Note previous grammar tips from “The Writer’s Art:” “Grammar tips: concision editing, often misused words,” and “Grammar tips: referent pronouns made easy.”

If you read the post “Journalists unite, lend extra eyes” from a couple days ago, you know I compared concision editing to trimming a plant to clean it up. Today in James L. Kilpatrick’s column in The Fort Pierce Tribune, “The Writer’s Art,” he said we should “trim our shrubbery” when revising sentences.

The following are examples he cited from The New York Times:

“There is a lot of talk that Sen. Hilary Clinton is now fated…”

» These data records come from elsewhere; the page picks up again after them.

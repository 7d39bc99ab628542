//! Synchronous session core.
//!
//! Every method runs to completion and returns the events it produced, in
//! publication order. The async runtime only decides *when* to call in.

use focustuin_core::{
    FocusQuery, FocusTuinConfig, GazeSample, LifeQuery, PopupNotice, SessionEvent, Viewport,
};
use focustuin_distraction::{
    BalanceMonitor, DampeningPulse, DistractionScheduler, InteractionKind, InteractionOutcome,
    IntervalPlan,
};
use focustuin_gaze::{CalibrationRecord, FocusStateMachine, GazeAggregator, LifeEvent, LifeTracker};

#[derive(Debug, Clone, Copy, PartialEq, Eq)]
pub enum SessionPhase {
    Running,
    /// Out of lives; only a restart brings the session back.
    Dead,
    Stopped,
}

/// Result of one periodic balance check.
#[derive(Debug, Clone, Default)]
pub struct BalanceOutcome {
    pub events: Vec<SessionEvent>,
    /// Newly applied pulse; the caller schedules its revert.
    pub pulse: Option<DampeningPulse>,
}

pub struct SessionCoordinator {
    config: FocusTuinConfig,
    viewport: Viewport,
    aggregator: GazeAggregator,
    focus: FocusStateMachine,
    lives: LifeTracker,
    scheduler: DistractionScheduler,
    balance: BalanceMonitor,
    phase: SessionPhase,
    /// Bumped on every restart; timers compare it to detect staleness.
    generation: u64,
}

impl SessionCoordinator {
    pub fn new(config: FocusTuinConfig, seed: u64, now: u64) -> Self {
        let viewport = config.session.viewport;
        let scheduler = DistractionScheduler::new(&config.distraction, seed, now);
        Self {
            aggregator: GazeAggregator::new(config.focus.smoothing_window_ms, viewport),
            focus: FocusStateMachine::new(config.focus.clone(), viewport),
            lives: LifeTracker::new(config.session.initial_lives),
            balance: BalanceMonitor::new(&scheduler.config().balance),
            scheduler,
            viewport,
            config,
            phase: SessionPhase::Running,
            generation: 0,
        }
    }

    /// Use a cached calibration offset for every following sample.
    pub fn apply_calibration(&mut self, record: &CalibrationRecord) {
        self.aggregator.set_offset(record.offset_x, record.offset_y);
    }

    // ------------------------------------------------------------------
    // Gaze pipeline
    // ------------------------------------------------------------------

    /// Smooth, evaluate focus, charge lives, feed the scheduler.
    ///
    /// Malformed samples and samples arriving outside a running session
    /// produce nothing.
    pub fn ingest(&mut self, sample: &GazeSample) -> Vec<SessionEvent> {
        if self.phase != SessionPhase::Running {
            return Vec::new();
        }
        let Some(position) = self.aggregator.ingest(sample) else {
            return Vec::new();
        };
        let now = sample.timestamp;

        let mut events = vec![SessionEvent::PositionUpdated {
            position,
            confidence: position.confidence,
            timestamp: now,
        }];

        let Some(transition) = self.focus.evaluate(&position, now).transition else {
            return events;
        };

        if transition.focused {
            self.scheduler.record_focus_entered(transition.distance);
            events.push(SessionEvent::FocusEntered(transition));
            return events;
        }

        let life_events = self.lives.on_focus_exited(self.focus.total_focus_ms(now));
        self.scheduler
            .record_focus_exited(self.focus.last_streak_ms());
        events.push(SessionEvent::FocusExited(transition));

        for event in life_events {
            match event {
                LifeEvent::LifeLost { .. } => self.scheduler.on_life_lost(),
                LifeEvent::UserDead { total_focus_ms } => {
                    self.phase = SessionPhase::Dead;
                    self.scheduler.deactivate();
                    tracing::info!("Session over after {}ms of focus", total_focus_ms);
                }
            }
            events.push(event.into());
        }
        events
    }

    // ------------------------------------------------------------------
    // Timer callbacks
    // ------------------------------------------------------------------

    pub fn plan_popup(&mut self, now: u64) -> IntervalPlan {
        self.scheduler.plan_next(&self.focus, now)
    }

    /// Popup timer fired: gate, then maybe fire.
    pub fn popup_due(&mut self, now: u64) -> Option<PopupNotice> {
        if self.phase != SessionPhase::Running {
            return None;
        }
        self.scheduler.try_fire(&self.focus, &self.lives, now)
    }

    pub fn dismiss_popup(&mut self, id: u64) -> Option<SessionEvent> {
        self.scheduler
            .dismiss_popup(id)
            .then_some(SessionEvent::PopupDismissed { id })
    }

    pub fn balance_check(&mut self, now: u64) -> BalanceOutcome {
        if self.phase != SessionPhase::Running {
            return BalanceOutcome::default();
        }
        let report = self.balance.check_and_adjust(&mut self.scheduler, now);
        let mut outcome = BalanceOutcome {
            pulse: report.pulse,
            ..BalanceOutcome::default()
        };
        if report.overwhelm_changed {
            outcome.events.push(SessionEvent::OverwhelmChanged {
                overwhelmed: report.overwhelmed,
            });
        }
        outcome
    }

    pub fn revert_pulse(&mut self, pulse_id: u64) -> bool {
        self.balance.revert_pulse(&mut self.scheduler, pulse_id)
    }

    pub fn surveillance_update(&mut self, now: u64) -> Option<SessionEvent> {
        if self.phase != SessionPhase::Running {
            return None;
        }
        let reading = self.scheduler.surveillance_tick(&self.focus, now);
        Some(SessionEvent::SurveillanceUpdate {
            difficulty: reading.difficulty,
            focus_seconds: reading.focus_seconds,
            cognitive_harvest: reading.cognitive_harvest,
        })
    }

    /// Focus-time statistics; only while focused.
    pub fn focus_stats(&self, now: u64) -> Option<SessionEvent> {
        if self.phase != SessionPhase::Running || !self.focus.is_focused() {
            return None;
        }
        Some(SessionEvent::FocusTimeUpdate {
            total_focus_ms: self.focus.total_focus_ms(now),
            current_streak_ms: self.focus.current_focus_duration_ms(now),
        })
    }

    // ------------------------------------------------------------------
    // External signals
    // ------------------------------------------------------------------

    pub fn record_interaction(
        &mut self,
        kind: InteractionKind,
        now: u64,
    ) -> (InteractionOutcome, Vec<SessionEvent>) {
        let outcome = self.scheduler.record_interaction(kind, now);
        let events = outcome
            .escalation
            .map(|difficulty| SessionEvent::Escalation {
                difficulty,
                attention_debt: outcome.attention_debt,
            })
            .into_iter()
            .collect();
        (outcome, events)
    }

    pub fn resize(&mut self, viewport: Viewport) -> SessionEvent {
        self.viewport = viewport;
        self.aggregator.set_viewport(viewport);
        self.focus.set_viewport(viewport);
        tracing::debug!("Viewport resized to {}x{}", viewport.width, viewport.height);
        SessionEvent::ViewportResized { viewport }
    }

    /// Fresh lives, fresh focus state, configured tuning. Calibration and
    /// viewport survive.
    pub fn restart(&mut self, now: u64) -> SessionEvent {
        self.generation += 1;
        self.aggregator.reset();
        self.focus.reset();
        self.lives.reset();
        self.scheduler.reset(now);
        self.balance.reset();
        self.phase = SessionPhase::Running;
        tracing::info!("Session restarted (generation {})", self.generation);
        SessionEvent::SessionRestarted
    }

    pub fn stop(&mut self) -> SessionEvent {
        self.phase = SessionPhase::Stopped;
        self.scheduler.deactivate();
        SessionEvent::SessionStopped
    }

    // ------------------------------------------------------------------
    // Accessors
    // ------------------------------------------------------------------

    pub fn phase(&self) -> SessionPhase {
        self.phase
    }

    pub fn generation(&self) -> u64 {
        self.generation
    }

    /// Running and not superseded by a restart.
    pub fn is_current(&self, generation: u64) -> bool {
        self.generation == generation && self.phase == SessionPhase::Running
    }

    pub fn config(&self) -> &FocusTuinConfig {
        &self.config
    }

    pub fn viewport(&self) -> Viewport {
        self.viewport
    }

    pub fn calibration_offset(&self) -> (f64, f64) {
        self.aggregator.offset()
    }

    pub fn focus(&self) -> &FocusStateMachine {
        &self.focus
    }

    pub fn lives(&self) -> &LifeTracker {
        &self.lives
    }

    pub fn scheduler(&self) -> &DistractionScheduler {
        &self.scheduler
    }

    pub fn remaining_lives(&self) -> u32 {
        self.lives.remaining_lives()
    }
}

“There is a lot that Senators Clinton and Obama need to be talking about…”

And this is how he showed to concisely edit sentences and get rid of the “introductory there:”

“Some observers contend that Sen. Hilary Clinton…”

“Senators Clinton and Obama need to talk about…”

He also taught me something new: “a graduate doesn’t graduate.” The school graduates, therefore:

“…She was graduated from college last year.”

“…Girls have been graduated at a higher rate.”

And he featured something I learned from studying for one of my many AP Style quizzes in my journalism classes: emigrants leave their country for another, while immigrants have come to a country from their native land.

Note previous grammar tips from “The Writer’s Art:” “Grammar tip: referent pronouns made easy.”

I’m a geek for grammar, so my mom often shows me James L. Kilpatrick’s weekly column in The Fort Pierce Tribune called “The Writer’s Art.” His last one disccussed referent pronouns.

The New York Times printed the following sentences in different issues:

Nobody wants some sicko drilling in their locker room.”

“The new report is not an argument for anyone to let down their guard when it comes to Iran’s nuclear ambitions.”

Although some argue that the rules have changed, I don’t agree it’s acceptable. Anybody, anyone, everybody, everyone, no one and someone are singular and require singular pronouns. Instead of using ‘they,’ the correct pronoun is ‘he or she.’

But ‘he or she’ is just awkward language to me. The way I learned to solve the problem is to make those -ones and -bodys plural words in context, in turn requiring plural pronouns. This is one way to concisely rewrite the sentences from the Times:

People don’t want some sicko drilling in their locker rooms.”

“The new report is not an argument for people to let down their guard when it comes to Iran’s nuclear ambitions.”